Day 343- Prehistoric Partnership Problems
Today provided a reprieve from the melancholy state of the past few days.
Like most couples, my sweetheart and I are very different people in different phases of life. So to be working with a therapist who can grasp where we are in our journey as individuals and as a couple is such a blessing.
Both of us gained perspective today, and I walked away inspired.
Now, I realize the desires I expressed shortly after reuniting with my love are coming to fruition.
I recall wanting to learn how to stay single-minded, joyous, and free within a romantic relationship. But I knew I needed practice, and my best guess was I’d need an open relationship to attain the sense of freedom I sought. I wanted exclusivity, but had no idea how to go about creating it while staying in that bliss-filled state.
Half of a year later, I’m not so much conceptualizing how to stay centered, but rather being thrown into the experience, and doing my best to sort things out.

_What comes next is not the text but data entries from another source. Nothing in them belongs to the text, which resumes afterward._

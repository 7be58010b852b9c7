//! Watchpoint Scheduler (§4.C): the forward sliding window over `[0, n)`
//! plus the optional delayed-watchpoint policy.

use std::collections::{HashMap, HashSet};

use gdbminer_core::{Error, FrameId};
use gdbminer_debugger::{DebuggerAdapter, WatchpointId, WatchpointKind};

/// Outcome of attributing a watchpoint hit to an index.
#[derive(Debug, Clone, Copy, PartialEq, Eq)]
pub enum AttributionOutcome {
    /// Non-delay policy: the index is immediately and finally attributed.
    Attributed(FrameId),
    /// Delay policy: the index is provisionally attributed to this frame,
    /// pending a possible deeper reassignment.
    Provisional(FrameId),
    /// The index had already been attributed (or is already provisional to
    /// a deeper-or-equal frame); this read unblocks execution but creates no
    /// new assignment, per the "re-arming across resets" rule.
    Rewind,
}

/// `None` capacity means "unlimited (software)", i.e. `watchpoint_count = -1`.
pub struct WatchpointScheduler {
    n: usize,
    capacity: Option<u32>,
    hit: HashSet<usize>,
    armed: HashMap<usize, WatchpointId>,
    delay_policy: bool,
    provisional: HashMap<usize, (FrameId, u32)>,
}

impl WatchpointScheduler {
    pub fn new(n: usize, capacity: Option<u32>, delay_policy: bool) -> Self {
        Self {
            n,
            capacity,
            hit: HashSet::new(),
            armed: HashMap::new(),
            delay_policy,
            provisional: HashMap::new(),
        }
    }

    /// `f = min([0,n) \ Hit)`, per the scheduler invariant of §4.C.
    pub fn frontier(&self) -> usize {
        (0..self.n).find(|i| !self.hit.contains(i)).unwrap_or(self.n)
    }

    pub fn is_done(&self) -> bool {
        self.frontier() >= self.n
    }

    fn window(&self) -> Vec<usize> {
        let frontier = self.frontier();
        let width = match self.capacity {
            Some(w) => (w as usize).min(self.n - frontier),
            None => self.n - frontier,
        };
        (frontier..frontier + width).collect()
    }

    /// Re-plan the armed set: drop indices below the frontier, arm the
    /// forward sliding window up to capacity. `W = 0` degrades to an empty
    /// window, which the caller (Tracer Loop) interprets as "single-step
    /// instead" per the §4.C edge case.
    pub fn replan<A: DebuggerAdapter>(
        &mut self,
        adapter: &mut A,
        input_base: u64,
    ) -> Result<(), Error> {
        let target: HashSet<usize> = self.window().into_iter().collect();

        let stale: Vec<usize> = self
            .armed
            .keys()
            .filter(|i| !target.contains(i))
            .copied()
            .collect();
        for index in stale {
            if let Some(id) = self.armed.remove(&index) {
                adapter.clear_watchpoint(id)?;
            }
        }

        for index in target {
            if self.armed.contains_key(&index) {
                continue;
            }
            if let Some(w) = self.capacity {
                if self.armed.len() as u32 >= w {
                    return Err(Error::WatchpointBudgetExceeded { budget: w });
                }
            }
            let id = adapter.set_watchpoint(input_base + index as u64, 1, WatchpointKind::Read)?;
            self.armed.insert(index, id);
        }
        Ok(())
    }

    /// Attribute a watchpoint hit at `index` to `frame` at `depth`.
    pub fn attribute(&mut self, index: usize, frame: FrameId, depth: u32) -> AttributionOutcome {
        if self.hit.contains(&index) {
            return AttributionOutcome::Rewind;
        }

        if !self.delay_policy {
            self.hit.insert(index);
            return AttributionOutcome::Attributed(frame);
        }

        match self.provisional.get(&index) {
            None => {
                self.provisional.insert(index, (frame, depth));
                AttributionOutcome::Provisional(frame)
            }
            Some(&(_, prev_depth)) if depth > prev_depth => {
                self.provisional.insert(index, (frame, depth));
                AttributionOutcome::Provisional(frame)
            }
            Some(_) => AttributionOutcome::Rewind,
        }
    }

    /// Under the delay policy: when execution leaves `closing_depth` without
    /// a deeper read, any indices still provisionally attributed at exactly
    /// that depth are finalized to their current holder.
    pub fn finalize_departing(&mut self, closing_depth: u32) -> Vec<(usize, FrameId)> {
        if !self.delay_policy {
            return Vec::new();
        }
        let keys: Vec<usize> = self
            .provisional
            .iter()
            .filter(|(_, &(_, d))| d == closing_depth)
            .map(|(&k, _)| k)
            .collect();
        let mut finalized = Vec::with_capacity(keys.len());
        for key in keys {
            if let Some((frame, _)) = self.provisional.remove(&key) {
                self.hit.insert(key);
                finalized.push((key, frame));
            }
        }
        finalized
    }

    /// Finalize every remaining provisional attribution, e.g. at `AtExit`.
    pub fn finalize_all(&mut self) -> Vec<(usize, FrameId)> {
        let entries: Vec<(usize, FrameId)> = self
            .provisional
            .drain()
            .map(|(index, (frame, _))| (index, frame))
            .collect();
        for (index, _) in &entries {
            self.hit.insert(*index);
        }
        entries
    }
}

#[cfg(test)]
mod tests {
    use super::*;
    use gdbminer_core::{CallSiteKey, Interner};
    use gdbminer_debugger::FakeAdapter;
    use std::collections::HashMap as Map;

    fn frame(interner: &mut Interner, name: &str, depth: u32) -> FrameId {
        let key = CallSiteKey::intern(interner, name, None);
        FrameId::new(key, depth, 0)
    }

    #[test]
    fn frontier_advances_past_hit_prefix() {
        let mut sched = WatchpointScheduler::new(5, Some(2), false);
        let mut interner = Interner::new();
        let f = frame(&mut interner, "parse_expr", 0);
        assert_eq!(sched.frontier(), 0);
        sched.attribute(0, f, 0);
        assert_eq!(sched.frontier(), 1);
    }

    #[test]
    fn rewind_on_already_hit_index_is_noop() {
        let mut sched = WatchpointScheduler::new(5, Some(2), false);
        let mut interner = Interner::new();
        let f = frame(&mut interner, "parse_expr", 0);
        sched.attribute(0, f, 0);
        let outcome = sched.attribute(0, f, 0);
        assert_eq!(outcome, AttributionOutcome::Rewind);
    }

    #[test]
    fn delay_policy_prefers_deeper_frame() {
        let mut sched = WatchpointScheduler::new(5, Some(2), true);
        let mut interner = Interner::new();
        let shallow = frame(&mut interner, "parse_sum", 0);
        let deep = frame(&mut interner, "parse_primary", 1);
        let first = sched.attribute(2, shallow, 0);
        assert!(matches!(first, AttributionOutcome::Provisional(_)));
        let second = sched.attribute(2, deep, 1);
        assert_eq!(second, AttributionOutcome::Provisional(deep));
        let finalized = sched.finalize_departing(1);
        assert_eq!(finalized, vec![(2, deep)]);
    }

    #[test]
    fn replan_respects_capacity_window() {
        let mut sched = WatchpointScheduler::new(10, Some(2), false);
        let symbols = Map::new();
        let mut adapter = FakeAdapter::new(symbols, 0x2000, b"0123456789");
        sched.replan(&mut adapter, 0x2000).unwrap();
        assert_eq!(sched.window(), vec![0, 1]);
    }
}
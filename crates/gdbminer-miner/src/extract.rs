//! Per-node alternative extraction (§4.F "Alternative extraction" and
//! "Literal coalescing").

use gdbminer_core::{Alternative, CallSiteKey, ParseNode, Piece, RhsSymbol, Trace};

/// The nonterminal name for a `CallSiteKey`: its interned string, resolved
/// against the trace's own embedded name table (a trace is self-contained,
/// see `Trace::resolve`).
///
/// # Panics
/// Panics if `key` was not interned into `trace`'s name table — an
/// implementation bug, since every `FrameId` in a trace's tree is built
/// from that same trace's interner.
pub fn nonterminal_name(trace: &Trace, key: CallSiteKey) -> String {
    trace
        .resolve(key.symbol())
        .unwrap_or_else(|| panic!("call-site symbol missing from trace's name table"))
        .to_string()
}

/// Produce one alternative for `node`: the left-to-right interleaving of its
/// owned spans (as terminals) and its children (as references to their own
/// nonterminal), with adjacent terminals coalesced. A node with an empty
/// `ConsumedRange` contributes the empty alternative (epsilon).
pub fn alternative(node: &ParseNode, trace: &Trace) -> Alternative {
    if node.range.is_empty() {
        return Vec::new();
    }

    let mut symbols: Alternative = Vec::new();
    for piece in node.pieces() {
        match piece {
            Piece::Span(span) => push_terminal(&mut symbols, &span.bytes),
            Piece::Child(child) => symbols.push(RhsSymbol::Reference(nonterminal_name(
                trace,
                child.frame.callsite,
            ))),
        }
    }
    symbols
}

fn push_terminal(symbols: &mut Alternative, bytes: &[u8]) {
    if let Some(RhsSymbol::Terminal(prev)) = symbols.last_mut() {
        prev.extend_from_slice(bytes);
    } else {
        symbols.push(RhsSymbol::Terminal(bytes.to_vec()));
    }
}

#[cfg(test)]
mod tests {
    use super::*;
    use gdbminer_core::{ConsumedRange, FrameId, Interner, OwnedSpan};

    fn leaf(interner: &mut Interner, name: &str, lo: usize, bytes: &[u8]) -> ParseNode {
        let callsite = CallSiteKey::intern(interner, name, None);
        let frame = FrameId::new(callsite, 1, 0);
        let range = ConsumedRange::new(lo, lo + bytes.len());
        let mut node = ParseNode::new(frame, range);
        node.owned_spans.push(OwnedSpan::new(range, bytes.to_vec()));
        node
    }

    #[test]
    fn epsilon_for_empty_range() {
        let mut interner = Interner::new();
        let callsite = CallSiteKey::intern(&mut interner, "parse_opt", None);
        let node = ParseNode::new(FrameId::new(callsite, 0, 0), ConsumedRange::empty_at(3));
        let trace = Trace::new("s", &interner, node.clone());
        assert_eq!(alternative(&node, &trace), Vec::new());
    }

    #[test]
    fn interleaves_and_coalesces_adjacent_terminals() {
        let mut interner = Interner::new();
        let one = leaf(&mut interner, "parse_primary", 0, b"1");
        let two = leaf(&mut interner, "parse_primary", 2, b"2");
        let plus = OwnedSpan::new(ConsumedRange::new(1, 2), b"+".to_vec());

        let sum = CallSiteKey::intern(&mut interner, "parse_sum", None);
        let mut root = ParseNode::new(FrameId::new(sum, 0, 0), ConsumedRange::new(0, 3));
        root.children.push(one);
        root.children.push(two);
        root.owned_spans.push(plus);

        let trace = Trace::new("s", &interner, root.clone());
        let alt = alternative(&root, &trace);
        assert_eq!(
            alt,
            vec![
                RhsSymbol::Reference("parse_primary".to_string()),
                RhsSymbol::Terminal(b"+".to_vec()),
                RhsSymbol::Reference("parse_primary".to_string()),
            ]
        );
    }

    #[test]
    fn adjacent_owned_spans_coalesce_into_one_terminal() {
        let mut interner = Interner::new();
        let callsite = CallSiteKey::intern(&mut interner, "parse_tag_close", None);
        let mut node = ParseNode::new(FrameId::new(callsite, 0, 0), ConsumedRange::new(0, 2));
        node.owned_spans.push(OwnedSpan::new(
            ConsumedRange::new(0, 1),
            b"/".to_vec(),
        ));
        node.owned_spans.push(OwnedSpan::new(
            ConsumedRange::new(1, 2),
            b">".to_vec(),
        ));

        let trace = Trace::new("s", &interner, node.clone());
        let alt = alternative(&node, &trace);
        assert_eq!(alt, vec![RhsSymbol::Terminal(b"/>".to_vec())]);
    }
}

I recognize that I fell back into old habits and lost myself in the relationship momentarily.
But I don’t want to lose myself again, and I’m going to do everything in my power to remember ME.
I’m starting to notice a wave—a repetitious pattern of emotional habits. The space between each swell is long enough that I can cycle through emotions, and even thoughts. Thank God for this blog so I’m not over here completely re-inventing the wheel …
Gratefully, I’m also noticing my response time to the various triggers I’m encountering, and it’s not so bad.
It seems as though I’m learning.
Perhaps at the pace of a sea turtle, but they’re cool, so that’s okay with me.